■ Saved entries ■
"""

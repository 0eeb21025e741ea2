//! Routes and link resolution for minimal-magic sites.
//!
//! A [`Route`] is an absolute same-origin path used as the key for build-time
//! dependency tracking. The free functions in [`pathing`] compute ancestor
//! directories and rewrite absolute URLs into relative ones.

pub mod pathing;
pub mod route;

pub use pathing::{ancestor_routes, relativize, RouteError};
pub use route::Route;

"""
"""

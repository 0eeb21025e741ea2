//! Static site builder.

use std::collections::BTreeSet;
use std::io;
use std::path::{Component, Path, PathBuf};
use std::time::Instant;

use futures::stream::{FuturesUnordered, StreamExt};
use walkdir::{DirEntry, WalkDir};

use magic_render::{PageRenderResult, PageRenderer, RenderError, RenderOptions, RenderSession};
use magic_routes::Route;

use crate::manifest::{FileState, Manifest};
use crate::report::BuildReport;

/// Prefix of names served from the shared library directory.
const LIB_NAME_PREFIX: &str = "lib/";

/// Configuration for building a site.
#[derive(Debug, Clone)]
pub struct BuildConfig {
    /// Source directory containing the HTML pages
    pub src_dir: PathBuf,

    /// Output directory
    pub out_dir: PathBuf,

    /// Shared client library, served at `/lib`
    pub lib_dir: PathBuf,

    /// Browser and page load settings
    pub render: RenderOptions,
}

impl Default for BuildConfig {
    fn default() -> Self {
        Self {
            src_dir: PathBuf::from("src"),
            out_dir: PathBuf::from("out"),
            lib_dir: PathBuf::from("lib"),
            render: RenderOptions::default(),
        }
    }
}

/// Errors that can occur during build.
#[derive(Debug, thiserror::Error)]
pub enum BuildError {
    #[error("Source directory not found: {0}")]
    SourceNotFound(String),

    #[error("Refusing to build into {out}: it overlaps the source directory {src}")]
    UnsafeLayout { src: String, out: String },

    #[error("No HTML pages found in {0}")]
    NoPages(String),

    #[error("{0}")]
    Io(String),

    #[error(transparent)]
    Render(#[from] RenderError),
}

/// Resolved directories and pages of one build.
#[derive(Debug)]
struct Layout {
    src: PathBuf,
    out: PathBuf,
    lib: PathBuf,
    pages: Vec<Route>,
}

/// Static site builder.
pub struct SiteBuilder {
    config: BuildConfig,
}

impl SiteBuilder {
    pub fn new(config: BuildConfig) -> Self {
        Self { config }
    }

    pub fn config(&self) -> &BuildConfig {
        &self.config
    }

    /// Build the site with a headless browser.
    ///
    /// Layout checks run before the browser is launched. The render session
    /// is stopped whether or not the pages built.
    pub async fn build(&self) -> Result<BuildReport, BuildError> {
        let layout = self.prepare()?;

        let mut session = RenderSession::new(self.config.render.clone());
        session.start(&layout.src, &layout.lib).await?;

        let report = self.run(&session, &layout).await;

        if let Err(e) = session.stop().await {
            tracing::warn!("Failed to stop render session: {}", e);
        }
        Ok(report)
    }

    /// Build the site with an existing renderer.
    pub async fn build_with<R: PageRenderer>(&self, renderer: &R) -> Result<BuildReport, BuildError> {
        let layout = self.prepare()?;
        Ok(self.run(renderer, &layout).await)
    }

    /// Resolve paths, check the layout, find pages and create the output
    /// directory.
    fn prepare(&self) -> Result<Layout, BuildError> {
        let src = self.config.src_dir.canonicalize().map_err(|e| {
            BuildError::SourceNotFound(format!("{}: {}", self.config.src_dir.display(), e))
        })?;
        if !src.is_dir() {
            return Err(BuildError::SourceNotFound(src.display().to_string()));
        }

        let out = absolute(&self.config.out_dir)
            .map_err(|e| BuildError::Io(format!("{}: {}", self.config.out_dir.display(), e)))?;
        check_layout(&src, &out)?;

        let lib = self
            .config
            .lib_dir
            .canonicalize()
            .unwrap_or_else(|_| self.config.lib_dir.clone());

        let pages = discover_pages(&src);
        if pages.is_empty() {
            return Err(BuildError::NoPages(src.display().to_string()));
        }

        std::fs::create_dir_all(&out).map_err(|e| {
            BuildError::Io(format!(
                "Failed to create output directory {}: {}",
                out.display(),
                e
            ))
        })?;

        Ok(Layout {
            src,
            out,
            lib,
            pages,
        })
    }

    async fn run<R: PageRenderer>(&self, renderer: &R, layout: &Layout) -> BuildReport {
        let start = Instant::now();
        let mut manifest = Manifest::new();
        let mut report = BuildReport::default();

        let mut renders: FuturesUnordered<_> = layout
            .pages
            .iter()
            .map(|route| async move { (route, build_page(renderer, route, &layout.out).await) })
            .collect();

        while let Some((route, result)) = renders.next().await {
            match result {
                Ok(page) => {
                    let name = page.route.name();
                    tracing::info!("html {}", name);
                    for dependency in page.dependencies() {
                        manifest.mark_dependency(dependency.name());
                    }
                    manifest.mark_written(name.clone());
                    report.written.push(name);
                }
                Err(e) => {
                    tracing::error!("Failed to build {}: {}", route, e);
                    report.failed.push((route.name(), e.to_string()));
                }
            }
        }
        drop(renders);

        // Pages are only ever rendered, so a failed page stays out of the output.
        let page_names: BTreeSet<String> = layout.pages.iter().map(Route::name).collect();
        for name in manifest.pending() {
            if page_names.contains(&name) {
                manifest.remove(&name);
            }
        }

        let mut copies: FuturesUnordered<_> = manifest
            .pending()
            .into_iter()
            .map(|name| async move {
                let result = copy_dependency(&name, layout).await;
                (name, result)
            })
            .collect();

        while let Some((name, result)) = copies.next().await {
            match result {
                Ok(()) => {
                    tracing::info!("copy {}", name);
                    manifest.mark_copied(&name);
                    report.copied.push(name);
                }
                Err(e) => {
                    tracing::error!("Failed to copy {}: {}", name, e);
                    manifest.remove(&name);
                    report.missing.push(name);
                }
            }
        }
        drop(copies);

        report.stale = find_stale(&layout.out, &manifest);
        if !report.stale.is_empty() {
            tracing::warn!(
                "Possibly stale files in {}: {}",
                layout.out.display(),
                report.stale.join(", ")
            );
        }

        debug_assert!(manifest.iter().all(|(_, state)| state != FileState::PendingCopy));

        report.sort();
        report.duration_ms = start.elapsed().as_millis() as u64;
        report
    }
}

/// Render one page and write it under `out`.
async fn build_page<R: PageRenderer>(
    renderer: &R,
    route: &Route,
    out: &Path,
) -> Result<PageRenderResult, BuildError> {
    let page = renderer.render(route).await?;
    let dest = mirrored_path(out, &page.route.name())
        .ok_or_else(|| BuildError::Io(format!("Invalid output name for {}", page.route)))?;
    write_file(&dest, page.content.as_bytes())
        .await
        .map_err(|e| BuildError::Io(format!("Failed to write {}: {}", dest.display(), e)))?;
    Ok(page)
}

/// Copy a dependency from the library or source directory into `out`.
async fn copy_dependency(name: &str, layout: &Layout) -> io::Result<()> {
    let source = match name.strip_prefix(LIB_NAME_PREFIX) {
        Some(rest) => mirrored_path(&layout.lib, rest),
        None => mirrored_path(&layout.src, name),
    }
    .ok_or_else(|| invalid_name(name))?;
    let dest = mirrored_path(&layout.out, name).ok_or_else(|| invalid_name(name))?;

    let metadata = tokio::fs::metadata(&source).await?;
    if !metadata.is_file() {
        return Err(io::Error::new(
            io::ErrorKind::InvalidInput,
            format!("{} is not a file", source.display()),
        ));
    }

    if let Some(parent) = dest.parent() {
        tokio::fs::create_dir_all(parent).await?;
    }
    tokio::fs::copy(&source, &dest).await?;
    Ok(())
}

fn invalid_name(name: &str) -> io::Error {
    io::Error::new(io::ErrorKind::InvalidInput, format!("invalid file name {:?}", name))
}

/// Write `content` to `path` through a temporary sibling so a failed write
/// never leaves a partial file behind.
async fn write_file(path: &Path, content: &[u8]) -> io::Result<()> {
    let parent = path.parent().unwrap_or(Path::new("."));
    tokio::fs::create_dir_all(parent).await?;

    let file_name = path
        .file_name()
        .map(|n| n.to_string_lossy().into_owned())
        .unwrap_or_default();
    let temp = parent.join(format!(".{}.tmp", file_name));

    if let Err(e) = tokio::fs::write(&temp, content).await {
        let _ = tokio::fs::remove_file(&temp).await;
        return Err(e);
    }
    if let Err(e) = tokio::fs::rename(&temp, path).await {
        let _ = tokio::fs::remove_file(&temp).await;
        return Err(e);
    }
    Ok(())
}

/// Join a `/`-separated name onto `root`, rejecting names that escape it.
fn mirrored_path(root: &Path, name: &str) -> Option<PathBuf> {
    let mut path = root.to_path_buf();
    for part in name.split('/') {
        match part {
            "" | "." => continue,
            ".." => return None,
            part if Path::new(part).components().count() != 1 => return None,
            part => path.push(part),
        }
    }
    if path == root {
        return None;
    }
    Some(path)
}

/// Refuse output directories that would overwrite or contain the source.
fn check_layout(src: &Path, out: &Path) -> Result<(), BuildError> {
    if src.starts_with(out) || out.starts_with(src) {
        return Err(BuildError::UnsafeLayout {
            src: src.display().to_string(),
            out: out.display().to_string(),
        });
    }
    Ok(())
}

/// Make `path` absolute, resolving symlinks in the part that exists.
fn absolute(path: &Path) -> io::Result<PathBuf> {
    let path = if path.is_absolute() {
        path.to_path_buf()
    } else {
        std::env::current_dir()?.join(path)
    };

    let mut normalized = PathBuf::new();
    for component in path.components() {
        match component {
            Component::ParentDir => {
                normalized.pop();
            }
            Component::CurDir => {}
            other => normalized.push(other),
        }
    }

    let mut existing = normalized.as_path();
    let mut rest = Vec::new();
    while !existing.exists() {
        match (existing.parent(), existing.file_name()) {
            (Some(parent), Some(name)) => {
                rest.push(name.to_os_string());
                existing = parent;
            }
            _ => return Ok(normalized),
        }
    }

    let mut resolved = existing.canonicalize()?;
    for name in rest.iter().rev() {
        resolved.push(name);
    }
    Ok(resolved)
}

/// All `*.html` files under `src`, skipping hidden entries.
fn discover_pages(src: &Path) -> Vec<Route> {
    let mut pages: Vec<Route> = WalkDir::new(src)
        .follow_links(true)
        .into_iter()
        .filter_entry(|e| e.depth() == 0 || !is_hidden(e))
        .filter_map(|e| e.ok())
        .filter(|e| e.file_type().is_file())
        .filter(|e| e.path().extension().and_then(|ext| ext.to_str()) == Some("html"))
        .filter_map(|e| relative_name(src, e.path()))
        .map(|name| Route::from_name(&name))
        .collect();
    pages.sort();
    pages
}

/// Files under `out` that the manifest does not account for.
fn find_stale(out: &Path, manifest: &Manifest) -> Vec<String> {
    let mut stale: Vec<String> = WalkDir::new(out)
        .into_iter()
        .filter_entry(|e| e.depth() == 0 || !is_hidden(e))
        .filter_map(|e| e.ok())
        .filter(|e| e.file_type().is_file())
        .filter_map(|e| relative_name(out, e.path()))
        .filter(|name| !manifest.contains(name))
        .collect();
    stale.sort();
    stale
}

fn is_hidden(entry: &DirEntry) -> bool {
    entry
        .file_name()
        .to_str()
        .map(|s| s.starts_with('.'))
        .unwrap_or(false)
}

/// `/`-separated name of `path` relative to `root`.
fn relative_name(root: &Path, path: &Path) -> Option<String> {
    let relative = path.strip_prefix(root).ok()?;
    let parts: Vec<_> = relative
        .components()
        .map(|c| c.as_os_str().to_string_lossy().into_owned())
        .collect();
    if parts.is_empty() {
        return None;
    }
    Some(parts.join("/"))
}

"""

Show every line above where "NoPages" is found.

■ Expected output ■
    NoPages(String),
            return Err(BuildError::NoPages(src.display().to_string()));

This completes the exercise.